Crews found the plane on their first pass, thanks to information provided by Anna Knox, whose husband took the B-25’s crew members off the plane and back to dry land following the crash.
“This was the first time in 39 years that anyone had asked her where the plane was located,” Self said.
Finding the plane was the simple part.
Duke Energy offered a barge with enough space to house the plane once it was pulled from the lake, and the utility also cut off power lines during its excavation.
Coleman Oil Co. provided fuel and 55-gallon storage drums that were used to lift the plane and place it under Duke’s barge.
A crane was also needed, so Wilson Brothers made one of theirs available, along with a flatbed trailer that was used to move the plane to the Greenwood Airport. State officials also coordinated with the Navy to provide man hours and equipment.
The South Caroling Highway Patrol and state National Guard also helped with crowd control and security once the B-25 was retrieved.

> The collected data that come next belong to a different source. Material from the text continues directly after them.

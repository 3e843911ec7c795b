//! Core oracle types

use chrono::{DateTime, Utc};
use lendledger_core::Asset;
use rust_decimal::Decimal;
use serde::{Deserialize, Serialize};

use crate::OracleError;

/// A price quote for one asset, denominated in the reference unit of account
#[derive(Debug, Clone, PartialEq, Eq, Serialize, Deserialize)]
pub struct PriceQuote {
    /// The quoted asset
    pub asset: Asset,
    /// Price in reference units per one unit of the asset
    pub value: Decimal,
    /// Timestamp when this quote was produced
    pub quoted_at: DateTime<Utc>,
    /// Source of the quote (e.g., "mock", "chainlink", "pyth")
    pub source: String,
}

impl PriceQuote {
    /// Create a new quote stamped now
    pub fn new(asset: Asset, value: Decimal, source: impl Into<String>) -> Self {
        Self {
            asset,
            value,
            quoted_at: Utc::now(),
            source: source.into(),
        }
    }

    /// Create a simple mock quote stamped now
    pub fn simple(asset: Asset, value: Decimal) -> Self {
        Self::new(asset, value, "mock")
    }

    /// Age of the quote in whole seconds, relative to `now`
    pub fn age_secs(&self, now: DateTime<Utc>) -> i64 {
        now.signed_duration_since(self.quoted_at).num_seconds()
    }

    /// Check if the quote is older than the threshold
    pub fn is_stale(&self, now: DateTime<Utc>, max_age_secs: u64) -> bool {
        self.age_secs(now) > max_age_secs as i64
    }
}

/// Price Oracle trait - interface for price feeds
///
/// Implementations can be:
/// - MockOracle: fixed prices for testing
/// - An adapter over an external feed (exchange API, on-chain oracle)
///
/// Calls are synchronous and fallible; callers must treat every error as a
/// hard abort of the operation that needed the price.
pub trait PriceOracle: Send + Sync {
    /// Get the current quote for an asset
    fn quote(&self, asset: &Asset) -> Result<PriceQuote, OracleError>;

    /// Get quotes for multiple assets at once
    fn quotes(&self, assets: &[Asset]) -> Vec<Result<PriceQuote, OracleError>> {
        assets.iter().map(|a| self.quote(a)).collect()
    }

    /// List all assets this oracle can quote
    fn supported_assets(&self) -> Vec<Asset>;

    /// Check if an asset is supported
    fn is_supported(&self, asset: &Asset) -> bool {
        self.supported_assets().contains(asset)
    }
}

In his remarks, Self made sure to credit Roy Still of Greenwood and Ninety Six resident D.L. Burnett Jr., who 17 years prior – in 1961 – made an initial attempt to recover the World War II asset.
“Still and Burnett have asked permission from the United States War Department to salvage the plane and have received assurance that permission would be granted,” an Index-Journal article from Nov. 15, 1961 reported.
Still and Burnett, who ran wrecker services, didn’t have the luxury of modern technology or a Navy dive team. They relied on skin divers and an old mine detector to determine the plane’s location.